What this task involves
Below are the records; output them exactly from the first line through the line with "assert_eq!(c.size().unwrap(), 3);", stopping there.

Material provided
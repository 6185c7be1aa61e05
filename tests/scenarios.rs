mod util;
use util::*;

use dpf_client::prelude::*;
use dpf_client::server;
use std::collections::BTreeSet;

#[test]
fn scoping_round_trip_of_100k_ids() {
    let (_engine, srv) = engine_and_server();
    let ids: Vec<i32> = (1..=100_000).collect();
    let s = Scoping::new(Some(Location::Nodal), Some(&srv)).unwrap();
    s.set_ids(&ids).unwrap();
    assert_eq!(s.ids().unwrap(), ids);
    assert_eq!(s.size().unwrap(), 100_000);
    assert_eq!(s.id_by_index(0).unwrap(), 1);
    assert_eq!(s.index_by_id(50_000).unwrap(), 49_999);
    assert_eq!(s.index_by_id(200_000).unwrap(), -1);
    assert_eq!(s.location().unwrap(), Location::Nodal);
}

#[test]
fn scalar_field_of_zeros_round_trips() {
    let (_engine, srv) = engine_and_server();
    let n = 100_000;
    let f = Field::scalar(n, Location::Elemental, Some(&srv)).unwrap();
    let ids: Vec<i32> = (1..=n as i32).collect();
    f.set_scoping(&Scoping::from_ids(&ids, Location::Elemental, Some(&srv)).unwrap())
        .unwrap();
    let zeros = vec![0.0f64; n];
    f.set_data(&zeros).unwrap();
    assert_eq!(f.data().unwrap(), zeros);
    assert_eq!(f.n_components().unwrap(), 1);
    assert_eq!(f.size().unwrap(), n);
    assert_eq!(f.location().unwrap(), Location::Elemental);
}

#[test]
fn collection_queries_by_partial_label_space() {
    let (_engine, srv) = engine_and_server();
    let c = ScopingsContainer::new(Some(&srv)).unwrap();
    c.add_label("body", None).unwrap();
    c.add_label("time", None).unwrap();
    let a = scoping(&srv, &[1]);
    let b = scoping(&srv, &[2]);
    let d = scoping(&srv, &[3]);
    c.add_entry(&LabelSpace::from([("body", 1), ("time", 1)]), &a).unwrap();
    c.add_entry(&LabelSpace::from([("body", 2), ("time", 1)]), &b).unwrap();
    c.add_entry(&LabelSpace::from([("body", 1), ("time", 3)]), &d).unwrap();

    let at_t1 = c.get_objs_for_label_space(&LabelSpace::new().with("time", 1)).unwrap();
    let ids: Vec<Vec<i32>> = at_t1.iter().map(|s| s.ids().unwrap()).collect();
    assert_eq!(ids, vec![vec![1], vec![2]]);
    assert_eq!(
        c.get_num_obj_for_label_space(&LabelSpace::new().with("time", 99)).unwrap(),
        0
    );
    assert_eq!(c.size().unwrap(), 3);
    assert_eq!(c.get_label_scoping("time").unwrap().ids().unwrap(), vec![1, 3]);
}

#[test]
fn operator_chain_produces_named_norm() {
    let (engine, srv) = engine_and_server();
    register_result_operators(&engine);
    let ds = DataSources::new(Some("/models/beam.rst"), Some(&srv)).unwrap();
    let disp = Operator::new("displacement", Some(&srv)).unwrap();
    disp.connect(4, &ds).unwrap();
    let norm = Operator::new("norm", Some(&srv)).unwrap();
    norm.connect(0, disp.output(0)).unwrap();

    let out: Field = norm.get_output(0).unwrap();
    assert_eq!(out.n_components().unwrap(), 1);
    assert!(out.name().unwrap().contains("displacement"));
    assert!(approx_eq(&out.data().unwrap(), &DISPLACEMENT_NORMS));
    assert_eq!(out.scoping().unwrap().ids().unwrap(), vec![1, 2, 3]);
    assert_eq!(norm.status().unwrap(), OperatorStatus::Succeeded);
}

#[test]
fn workflow_text_round_trip_keeps_structure() {
    let (engine, srv) = engine_and_server();
    register_result_operators(&engine);
    let disp = Operator::new("displacement", Some(&srv)).unwrap();
    let norm = Operator::new("norm", Some(&srv)).unwrap();
    let fwd = Operator::new("forward", Some(&srv)).unwrap();
    norm.connect(0, disp.output(0)).unwrap();
    fwd.connect(0, norm.output(0)).unwrap();

    let wf = Workflow::new(Some(&srv)).unwrap();
    wf.add_operators(&[&disp, &norm, &fwd]).unwrap();
    wf.set_input_name("data_sources", &disp, 4).unwrap();
    wf.set_output_name("norm", &fwd, 0).unwrap();
    wf.set_output_name("displacement", &disp, 0).unwrap();

    let text = wf.to_text().unwrap();
    let copy = Workflow::from_text(&text, Some(&srv)).unwrap();

    let set = |v: Vec<String>| v.into_iter().collect::<BTreeSet<_>>();
    assert_eq!(set(copy.input_names().unwrap()), set(wf.input_names().unwrap()));
    assert_eq!(set(copy.output_names().unwrap()), set(wf.output_names().unwrap()));
    let mut a = wf.operator_names().unwrap();
    let mut b = copy.operator_names().unwrap();
    a.sort();
    b.sort();
    assert_eq!(a, b);
    assert_eq!(a, vec!["displacement", "forward", "norm"]);

    let ds = DataSources::new(Some("/models/beam.rst"), Some(&srv)).unwrap();
    copy.connect("data_sources", &ds).unwrap();
    let out: Field = copy.get_output("norm").unwrap();
    assert!(approx_eq(&out.data().unwrap(), &DISPLACEMENT_NORMS));
}

#[test]
fn dropped_fields_release_their_engine_objects() {
    let (_engine, srv) = engine_and_server();
    let _session = Session::new(Some(&srv)).unwrap();
    let before = server::live_object_count(&srv).unwrap();
    for i in 0..1000 {
        let f = Field::scalar(1, Location::Nodal, Some(&srv)).unwrap();
        f.push_back(i, &[f64::from(i)]).unwrap();
    }
    assert_eq!(server::live_object_count(&srv).unwrap(), before);
}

Response to this exercise
repository 6185c7be1aa61e05
filename tests/scenarios.rs
mod util;
use util::*;

use dpf_client::prelude::*;
use dpf_client::server;
use std::collections::BTreeSet;

#[test]
fn scoping_round_trip_of_100k_ids() {
    let (_engine, srv) = engine_and_server();
    let ids: Vec<i32> = (1..=100_000).collect();
    let s = Scoping::new(Some(Location::Nodal), Some(&srv)).unwrap();
    s.set_ids(&ids).unwrap();
    assert_eq!(s.ids().unwrap(), ids);
    assert_eq!(s.size().unwrap(), 100_000);
    assert_eq!(s.id_by_index(0).unwrap(), 1);
    assert_eq!(s.index_by_id(50_000).unwrap(), 49_999);
    assert_eq!(s.index_by_id(200_000).unwrap(), -1);
    assert_eq!(s.location().unwrap(), Location::Nodal);
}

#[test]
fn scalar_field_of_zeros_round_trips() {
    let (_engine, srv) = engine_and_server();
    let n = 100_000;
    let f = Field::scalar(n, Location::Elemental, Some(&srv)).unwrap();
    let ids: Vec<i32> = (1..=n as i32).collect();
    f.set_scoping(&Scoping::from_ids(&ids, Location::Elemental, Some(&srv)).unwrap())
        .unwrap();
    let zeros = vec![0.0f64; n];
    f.set_data(&zeros).unwrap();
    assert_eq!(f.data().unwrap(), zeros);
    assert_eq!(f.n_components().unwrap(), 1);
    assert_eq!(f.size().unwrap(), n);
    assert_eq!(f.location().unwrap(), Location::Elemental);
}

#[test]
fn collection_queries_by_partial_label_space() {
    let (_engine, srv) = engine_and_server();
    let c = ScopingsContainer::new(Some(&srv)).unwrap();
    c.add_label("body", None).unwrap();
    c.add_label("time", None).unwrap();
    let a = scoping(&srv, &[1]);
    let b = scoping(&srv, &[2]);
    let d = scoping(&srv, &[3]);
    c.add_entry(&LabelSpace::from([("body", 1), ("time", 1)]), &a).unwrap();
    c.add_entry(&LabelSpace::from([("body", 2), ("time", 1)]), &b).unwrap();
    c.add_entry(&LabelSpace::from([("body", 1), ("time", 3)]), &d).unwrap();

    let at_t1 = c.get_objs_for_label_space(&LabelSpace::new().with("time", 1)).unwrap();
    let ids: Vec<Vec<i32>> = at_t1.iter().map(|s| s.ids().unwrap()).collect();
    assert_eq!(ids, vec![vec![1], vec![2]]);
    assert_eq!(
        c.get_num_obj_for_label_space(&LabelSpace::new().with("time", 99)).unwrap(),
        0
    );
    assert_eq!(c.size().unwrap(), 3);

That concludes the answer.